Potentially more traumatic ... the roof of a small strip mall in our town collapsed and the building may be condemned. It wasn't historic (or particularly attractive even), but it contained the town's sole Starbucks! No more decaf, low-fat caramel macchiatos, no more friendly and surprisingly literate baristas.
So, with six snowdays so far, impassable roads and frigid temperatures (and my husband shoveling indeterminable amounts of snow in 50 mph winds), my teenage daughter and I have spent an inordinate amount of time on the sectional in front of the television. For many moons, she's encouraged me to watch How I Met Your Mother (all nine — yes, nine — seasons are available on demand on Netflix). Two blizzards ago, I finally agreed.
We are now on season four, episode sixteen.
Before you do any math, let me explain that each episode ran only thirty minutes when the series was on in real time. Without commercial breaks, they run just about twenty.
Okay, you can do the math now.
Wait. Please don't.
The thing is, now officially halfway through the series' entire run, I understand why my daughter loves it so. It's really very funny. The characters are just quirky enough to be entertaining. Their scrapes and inside jokes border on the absurd but are true to their own wacky logic.

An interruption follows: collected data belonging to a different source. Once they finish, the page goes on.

use crate::cards::{ActionKind, Card, ModifierKind};
use crate::errors::GameError;
use serde::{Deserialize, Serialize};

/// Number of distinct number cards that ends the round.
pub const FLIP7_COUNT: usize = 7;

/// Bonus added to the round score for a Flip 7.
pub const FLIP7_BONUS: u32 = 15;

/// Round state of a player.
/// `Stayed` and `Busted` are terminal until the next round reset.
#[derive(Debug, Copy, Clone, Eq, PartialEq, Serialize, Deserialize)]
pub enum PlayerState {
    /// Still drawing this round
    Active,
    /// Banked the current round score
    Stayed,
    /// Drew a duplicate number; round score is 0
    Busted,
}

/// What happened when a card was offered to a player's hand.
#[derive(Debug, Copy, Clone, Eq, PartialEq, Serialize, Deserialize)]
pub enum CardOutcome {
    /// Card is now in the hand
    Added,
    /// Seventh distinct number card; the player stayed automatically
    Flip7Achieved,
    /// Duplicate number without protection; the player busted.
    /// The card was not added.
    DuplicateBust(u8),
    /// Duplicate number while holding a Second Chance. Nothing changed;
    /// the caller decides how to consume the protection.
    DuplicateAvoidable(u8),
    /// Second Chance offered to a player who already holds one.
    /// The card was not added.
    SecondChanceAlreadyHeld,
}

/// A Flip 7 player: cumulative score plus the hand and state of the current round.
#[derive(Debug, Clone, Serialize, Deserialize)]
pub struct Player {
    name: String,
    total_score: u32,
    numbers: Vec<u8>,
    modifiers: Vec<ModifierKind>,
    second_chance: bool,
    state: PlayerState,
}

impl Player {
    pub fn new(name: impl Into<String>) -> Self {
        Self {
            name: name.into(),
            total_score: 0,
            numbers: Vec::new(),
            modifiers: Vec::new(),
            second_chance: false,
            state: PlayerState::Active,
        }
    }

    pub fn name(&self) -> &str {
        &self.name
    }
    pub fn total_score(&self) -> u32 {
        self.total_score
    }
    pub fn state(&self) -> PlayerState {
        self.state
    }
    pub fn is_active(&self) -> bool {
        self.state == PlayerState::Active
    }
    pub fn is_busted(&self) -> bool {
        self.state == PlayerState::Busted
    }
    pub fn has_second_chance(&self) -> bool {
        self.second_chance
    }

    /// Number card values in the order they were drawn.
    pub fn numbers(&self) -> &[u8] {
        &self.numbers
    }

    pub fn modifiers(&self) -> &[ModifierKind] {
        &self.modifiers
    }

    pub fn has_number_cards(&self) -> bool {
        !self.numbers.is_empty()
    }

    pub fn holds_number(&self, value: u8) -> bool {
        self.numbers.contains(&value)
    }

    pub fn has_multiplier(&self) -> bool {
        self.modifiers.iter().any(|m| m.is_multiplier())
    }

    /// Every card currently in the hand: numbers, then modifiers, then a held
    /// Second Chance.
    pub fn hand(&self) -> Vec<Card> {
        let mut cards: Vec<Card> = self.numbers.iter().map(|&v| Card::Number(v)).collect();
        cards.extend(self.modifiers.iter().map(|&m| Card::Modifier(m)));
        if self.second_chance {
            cards.push(Card::Action(ActionKind::SecondChance));
        }
        cards
    }

    pub fn hand_len(&self) -> usize {
        self.numbers.len() + self.modifiers.len() + usize::from(self.second_chance)
    }

    /// Offers a card to the hand and reports what happened.
    ///
    /// Freeze and Flip Three are never held; offering one is an error.
    pub fn add_card(&mut self, card: Card) -> Result<CardOutcome, GameError> {
        match card {
            Card::Number(v) => {
                if self.holds_number(v) {
                    if self.second_chance {
                        return Ok(CardOutcome::DuplicateAvoidable(v));
                    }
                    self.state = PlayerState::Busted;
                    return Ok(CardOutcome::DuplicateBust(v));
                }
                self.numbers.push(v);
                if self.numbers.len() == FLIP7_COUNT {
                    self.state = PlayerState::Stayed;
                    return Ok(CardOutcome::Flip7Achieved);
                }
                Ok(CardOutcome::Added)
            }
            Card::Modifier(m) => {
                self.modifiers.push(m);
                Ok(CardOutcome::Added)
            }
            Card::Action(ActionKind::SecondChance) => {
                if self.second_chance {
                    return Ok(CardOutcome::SecondChanceAlreadyHeld);
                }
                self.second_chance = true;
                Ok(CardOutcome::Added)
            }
            Card::Action(_) => Err(GameError::CardNotHoldable(card)),
        }
    }

    /// Consumes the held Second Chance and returns it for discarding.
    pub fn use_second_chance(&mut self) -> Result<Card, GameError> {
        if !self.second_chance {
            return Err(GameError::SecondChanceNotHeld);
        }
        self.second_chance = false;
        Ok(Card::Action(ActionKind::SecondChance))
    }

    /// Voluntary stay, Freeze, or the end of a round after someone's Flip 7.
    /// No effect unless the player is still active.
    pub fn stay(&mut self) {
        if self.state == PlayerState::Active {
            self.state = PlayerState::Stayed;
        }
    }

    /// Score of the current hand. Pure; callable at any time.
    ///
    /// Busted players score 0. Otherwise the number subtotal is doubled by a
    /// x2 modifier before flat modifiers are added, and a Flip 7 adds 15.
    pub fn round_score(&self) -> u32 {
        if self.state == PlayerState::Busted {
            return 0;
        }
        let mut numbers: u32 = self.numbers.iter().map(|&v| u32::from(v)).sum();
        if self.has_multiplier() {
            numbers *= 2;
        }
        let flat: u32 = self.modifiers.iter().map(|m| m.flat_points()).sum();
        let bonus = if self.numbers.len() == FLIP7_COUNT {
            FLIP7_BONUS
        } else {
            0
        };
        numbers + flat + bonus
    }

    /// Banks the round score into the total and returns it.
    pub fn bank_round_score(&mut self) -> u32 {
        let score = self.round_score();
        self.total_score += score;
        score
    }

    /// Clears the hand for the next round and hands back every card it held.
    /// Total score is kept.
    pub fn reset_for_new_round(&mut self) -> Vec<Card> {
        let cards = self.hand();
        self.numbers.clear();
        self.modifiers.clear();
        self.second_chance = false;
        self.state = PlayerState::Active;
        cards
    }

    /// Starts a fresh game for this seat.
    pub fn reset_total(&mut self) {
        self.total_score = 0;
    }
}

#[cfg(test)]
mod tests {
    use super::*;

    fn with_numbers(values: &[u8]) -> Player {
        let mut p = Player::new("p");
        for &v in values {
            p.add_card(Card::Number(v)).unwrap();
        }
        p
    }

    #[test]
    fn duplicate_without_protection_busts() {
        let mut p = with_numbers(&[5]);
        p.add_card(Card::Modifier(ModifierKind::Plus10)).unwrap();
        assert_eq!(
            p.add_card(Card::Number(5)).unwrap(),
            CardOutcome::DuplicateBust(5)
        );
        assert_eq!(p.state(), PlayerState::Busted);
        assert_eq!(p.round_score(), 0);
        assert_eq!(p.numbers(), &[5]);
    }

    #[test]
    fn duplicate_with_protection_is_avoidable() {
        let mut p = with_numbers(&[5]);
        p.add_card(Card::Action(ActionKind::SecondChance)).unwrap();
        assert_eq!(
            p.add_card(Card::Number(5)).unwrap(),
            CardOutcome::DuplicateAvoidable(5)
        );
        assert!(p.is_active());
        assert_eq!(p.numbers(), &[5]);
        assert!(p.has_second_chance());
    }

    #[test]
    fn seventh_distinct_number_is_flip7() {
        let mut p = with_numbers(&[0, 1, 2, 3, 4, 5]);
        assert_eq!(
            p.add_card(Card::Number(6)).unwrap(),
            CardOutcome::Flip7Achieved
        );
        assert_eq!(p.state(), PlayerState::Stayed);
        assert_eq!(p.round_score(), 36);
    }

    #[test]
    fn multiplier_applies_before_flat_modifiers() {
        let mut p = with_numbers(&[3, 4]);
        p.add_card(Card::Modifier(ModifierKind::Times2)).unwrap();
        p.add_card(Card::Modifier(ModifierKind::Plus4)).unwrap();
        assert_eq!(p.round_score(), 18);
        assert_eq!(p.round_score(), 18);
    }

    #[test]
    fn second_second_chance_is_rejected() {
        let mut p = Player::new("p");
        let sc = Card::Action(ActionKind::SecondChance);
        assert_eq!(p.add_card(sc).unwrap(), CardOutcome::Added);
        assert_eq!(
            p.add_card(sc).unwrap(),
            CardOutcome::SecondChanceAlreadyHeld
        );
        assert_eq!(p.hand_len(), 1);
    }

    #[test]
    fn freeze_cannot_be_held() {
        let mut p = Player::new("p");
        let freeze = Card::Action(ActionKind::Freeze);
        assert_eq!(p.add_card(freeze), Err(GameError::CardNotHoldable(freeze)));
    }

    #[test]
    fn use_second_chance_requires_flag() {
        let mut p = Player::new("p");
        assert_eq!(p.use_second_chance(), Err(GameError::SecondChanceNotHeld));
        p.add_card(Card::Action(ActionKind::SecondChance)).unwrap();
        assert_eq!(
            p.use_second_chance(),
            Ok(Card::Action(ActionKind::SecondChance))
        );
        assert!(!p.has_second_chance());
    }

    #[test]
    fn reset_returns_every_card_and_keeps_total() {
        let mut p = with_numbers(&[8, 2]);
        p.add_card(Card::Modifier(ModifierKind::Plus2)).unwrap();
        p.add_card(Card::Action(ActionKind::SecondChance)).unwrap();
        p.stay();
        assert_eq!(p.bank_round_score(), 12);
        let returned = p.reset_for_new_round();
        assert_eq!(returned.len(), 4);
        assert_eq!(p.hand_len(), 0);
        assert!(p.is_active());
        assert!(!p.has_second_chance());
        assert_eq!(p.total_score(), 12);
    }

    #[test]
    fn stay_is_noop_after_bust() {
        let mut p = with_numbers(&[1]);
        p.add_card(Card::Number(1)).unwrap();
        p.stay();
        assert_eq!(p.state(), PlayerState::Busted);
    }
}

How I Met Your Mother revolves around a group of young professionals in a mid-1990's New York that looks nothing like that city but exactly like a backlot at some Hollywood studio. To my credit, I've only pointed that out once or maybe twice per episode. The group includes Ted, an architect and sort of the moral compass of the show; Lilly and Marshall, a teacher and lawyer respectively, who are so in love it would be sickening except that they're also so oversexed; Robin, a newscaster and former mall singer from Canada; and Barney Stinson.
If the stories weren't funny (they are), if the writing wasn't good (it is), and if the rest of the cast weren't fine (and then some), I would still watch because of Barney.
Barney, a determined playboy whose mysterious job affords him a sleek bachelor pad and countless custom suits, is played to perfection by Neil Patrick Harris. Every time I think I've heard all the possible Barney-isms ("Suit up!" "Legend — wait for it — dary!"), he creates a new one ("Possipimble!"). He has very few admirable qualities (all right, none, it's pretty much none). He has no problem lying, cheating, stealing to get into a girl's bed, and less than no problem sneaking out of it while she's in the bathroom after the deed is done, leaving a "Dear Jane" note on his now ex-lover's pillow.
The character is fairly despicable, but NPH is entirely adorable. Who knew Doogie Howser would grow up to be such a louse — and such an amazing talent. I'm more sorry than ever that I missed him as Hedwig on Broadway this past year.
Still, there's something to look forward to. This coming Sunday, The Oscars will be hosted by none other than Barney Stinson himself. Still basking in the success of her recommendation and our How I Met marathon, my daughter has agreed to watch the awards with me.
After all, if I can watch 27.3 sitcom hours with her, she can watch a 6-hour awards show with me.